Lié par contrat au pétrolier BP alors que l'équipe Lotus est partenaire d'Esso, Stirling Moss n'a pu disposer de la dernière monoplace de la marque ; aussi le pilote de Rob Walker doit-il se contenter de sa Lotus 18 de la saison passée, dorénavant équipée du moteur Climax FPF MkII et lestée à 450 kg[9]. L'équipe UDT Laystall aligne deux modèles identiques pour Cliff Allison et Henry Taylor, seul le premier nommé disposant du moteur FPF MkII, Taylor utilisant l'ancienne version, tout comme le pilote suisse Michael May qui fait ses débuts sur la Lotus 18 de la Scuderia Colonia.

  • Ferrari 156 "Usine"
 
Richie Ginther s'apprêtant à tester la nouvelle Ferrari 156 à Modène, en avril 1961.
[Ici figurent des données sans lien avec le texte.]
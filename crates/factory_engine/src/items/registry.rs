//! The item hook registry: held-item id -> handler table.

use super::hooks::ItemHooks;
use super::implementations::*;
use super::ItemId;

pub static ITEM_REGISTRY: [Option<ItemHooks>; ItemId::COUNT] = {
    let mut registry: [Option<ItemHooks>; ItemId::COUNT] = [None; ItemId::COUNT];

    // =======================================================================
    // Crit and stat modifiers (OnPreDamageCalc)
    // =======================================================================

    registry[ItemId::ScopeLens as usize] = Some(ItemHooks {
        on_pre_damage_calc: Some(pre_damage_calc_scope_lens),
        ..ItemHooks::NONE
    });

    registry[ItemId::LuckyPunch as usize] = Some(ItemHooks {
        on_pre_damage_calc: Some(pre_damage_calc_lucky_punch),
        ..ItemHooks::NONE
    });

    registry[ItemId::Stick as usize] = Some(ItemHooks {
        on_pre_damage_calc: Some(pre_damage_calc_stick),
        ..ItemHooks::NONE
    });

    registry[ItemId::ChoiceBand as usize] = Some(ItemHooks {
        on_pre_damage_calc: Some(pre_damage_calc_choice_band),
        ..ItemHooks::NONE
    });

    registry[ItemId::LightBall as usize] = Some(ItemHooks {
        on_pre_damage_calc: Some(pre_damage_calc_light_ball),
        ..ItemHooks::NONE
    });

    registry[ItemId::MetalPowder as usize] = Some(ItemHooks {
        on_pre_damage_calc: Some(pre_damage_calc_metal_powder),
        ..ItemHooks::NONE
    });

    // =======================================================================
    // Type-boost items (OnPreDamageCalc, power x1.1)
    // =======================================================================

    registry[ItemId::BlackBelt as usize] = Some(ItemHooks {
        on_pre_damage_calc: Some(pre_damage_calc_black_belt),
        ..ItemHooks::NONE
    });

    registry[ItemId::BlackGlasses as usize] = Some(ItemHooks {
        on_pre_damage_calc: Some(pre_damage_calc_black_glasses),
        ..ItemHooks::NONE
    });

    registry[ItemId::Charcoal as usize] = Some(ItemHooks {
        on_pre_damage_calc: Some(pre_damage_calc_charcoal),
        ..ItemHooks::NONE
    });

    registry[ItemId::DragonFang as usize] = Some(ItemHooks {
        on_pre_damage_calc: Some(pre_damage_calc_dragon_fang),
        ..ItemHooks::NONE
    });

    registry[ItemId::HardStone as usize] = Some(ItemHooks {
        on_pre_damage_calc: Some(pre_damage_calc_hard_stone),
        ..ItemHooks::NONE
    });

    registry[ItemId::Magnet as usize] = Some(ItemHooks {
        on_pre_damage_calc: Some(pre_damage_calc_magnet),
        ..ItemHooks::NONE
    });

    registry[ItemId::MetalCoat as usize] = Some(ItemHooks {
        on_pre_damage_calc: Some(pre_damage_calc_metal_coat),
        ..ItemHooks::NONE
    });

    registry[ItemId::MiracleSeed as usize] = Some(ItemHooks {
        on_pre_damage_calc: Some(pre_damage_calc_miracle_seed),
        ..ItemHooks::NONE
    });

    registry[ItemId::MysticWater as usize] = Some(ItemHooks {
        on_pre_damage_calc: Some(pre_damage_calc_mystic_water),
        ..ItemHooks::NONE
    });

    registry[ItemId::NeverMeltIce as usize] = Some(ItemHooks {
        on_pre_damage_calc: Some(pre_damage_calc_never_melt_ice),
        ..ItemHooks::NONE
    });

    registry[ItemId::PoisonBarb as usize] = Some(ItemHooks {
        on_pre_damage_calc: Some(pre_damage_calc_poison_barb),
        ..ItemHooks::NONE
    });

    registry[ItemId::SharpBeak as usize] = Some(ItemHooks {
        on_pre_damage_calc: Some(pre_damage_calc_sharp_beak),
        ..ItemHooks::NONE
    });

    registry[ItemId::SilkScarf as usize] = Some(ItemHooks {
        on_pre_damage_calc: Some(pre_damage_calc_silk_scarf),
        ..ItemHooks::NONE
    });

    registry[ItemId::SilverPowder as usize] = Some(ItemHooks {
        on_pre_damage_calc: Some(pre_damage_calc_silver_powder),
        ..ItemHooks::NONE
    });

    registry[ItemId::SoftSand as usize] = Some(ItemHooks {
        on_pre_damage_calc: Some(pre_damage_calc_soft_sand),
        ..ItemHooks::NONE
    });

    registry[ItemId::SpellTag as usize] = Some(ItemHooks {
        on_pre_damage_calc: Some(pre_damage_calc_spell_tag),
        ..ItemHooks::NONE
    });

    registry[ItemId::TwistedSpoon as usize] = Some(ItemHooks {
        on_pre_damage_calc: Some(pre_damage_calc_twisted_spoon),
        ..ItemHooks::NONE
    });

    // =======================================================================
    // Survival and reaction items
    // =======================================================================

    registry[ItemId::FocusBand as usize] = Some(ItemHooks {
        on_pre_damage_apply: Some(pre_damage_apply_focus_band),
        ..ItemHooks::NONE
    });

    registry[ItemId::KingsRock as usize] = Some(ItemHooks {
        on_post_damage_apply: Some(post_damage_apply_kings_rock),
        ..ItemHooks::NONE
    });

    registry[ItemId::ShellBell as usize] = Some(ItemHooks {
        on_post_damage_apply: Some(post_damage_apply_shell_bell),
        ..ItemHooks::NONE
    });

    // =======================================================================
    // Turn-boundary items
    // =======================================================================

    registry[ItemId::QuickClaw as usize] = Some(ItemHooks {
        on_turn_start: Some(turn_start_quick_claw),
        ..ItemHooks::NONE
    });

    registry[ItemId::Leftovers as usize] = Some(ItemHooks {
        on_turn_end: Some(turn_end_leftovers),
        ..ItemHooks::NONE
    });

    registry
};

#[cfg(test)]
mod tests {
    use super::*;

    #[test]
    fn unhandled_items_are_no_ops() {
        assert!(ITEM_REGISTRY[ItemId::None as usize].is_none());
        assert!(ITEM_REGISTRY[ItemId::OranBerry as usize].is_none());
    }

    #[test]
    fn handled_items_route_to_their_event() {
        let leftovers = ITEM_REGISTRY[ItemId::Leftovers as usize].unwrap();
        assert!(leftovers.on_turn_end.is_some());
        assert!(leftovers.on_pre_damage_calc.is_none());

        let scope_lens = ITEM_REGISTRY[ItemId::ScopeLens as usize].unwrap();
        assert!(scope_lens.on_pre_damage_calc.is_some());
    }
}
La Scuderia Ferrari a engagé trois de ses nouvelles 156, dérivées de la 156P de formule 2. Il s'agit de la première monoplace de la marque étudiée en soufflerie. Très profilée, sa carrosserie en aluminium habille un châssis multitubulaire. Phil Hill et Wolfgang von Trips disposent des versions à moteur V6 à 65° (1481 cm3, double allumage, deux carburateurs Weber triple corps, 180 chevaux à 9000 tr/min), alors que Richie Ginther dispose quant à lui du tout nouveau moteur V6 à 120°, conçu par Carlo Chiti durant l'intersaison[10] : si l'allumage est identique, la course est légèrement réduite, ramenant la cylindrée à 1476 cm3, les carburateurs sont plus gros et le régime de rotation plus élevé, autorisant 190 chevaux à 9500 tr/min, et le centre de gravité est plus bas. Ne pesant que 460 kg, la Ferrari 156 mesure toutefois plus de quatre mètres de long, et son empattement de deux mètres trente peut constituer un handicap sur les circuits sinueux[11]. Le Grand Prix de Monaco constitue la deuxième apparition en course de ce modèle, qui a victorieusement effectué sa première sortie lors du Grand Prix de Syracuse aux mains de Giancarlo Baghetti ; le jeune pilote italien pilotait ce jour-là une version V6 65° semi-officielle engagée par la F.I.S.A. (Federazione Italiana Scuderie Automobilsche), alors que la Scuderia avait déclaré forfait après les ennuis de lubrification rencontrés aux essais sur la V6 120° confiée à Ginther[12].

  • BRM P48/57 "Usine"

Basée sur la P48 de l'année précédente, la P48/57 a été initialement conçue pour recevoir le nouveau moteur V8 de la marque, mais celui-ci n'est qu'en cours de développement. British Racing Motors s'est donc résolue à utiliser une version intermédiaire à moteur Climax FPF. BRM ne fait toutefois pas partie des clients privilégiés du motoriste britannique, et n'a pu disposer pour cette course que d'un seul FPF MkII, monté sur la monoplace de Graham Hill, tandis que la seconde voiture, confiée à Tony Brooks, est équipée d'une ancienne version MkI. Par rapport à sa devancière, la P48/57 est plus fine, plus légère (470 kg à sec contre 550 pour l'ancien modèle) et dispose désormais de quatre freins à disques montés dans les porte-moyeux, abandonnant l'originale mais peu fiable solution du disque arrière monté sur l'arbre de transmission[8].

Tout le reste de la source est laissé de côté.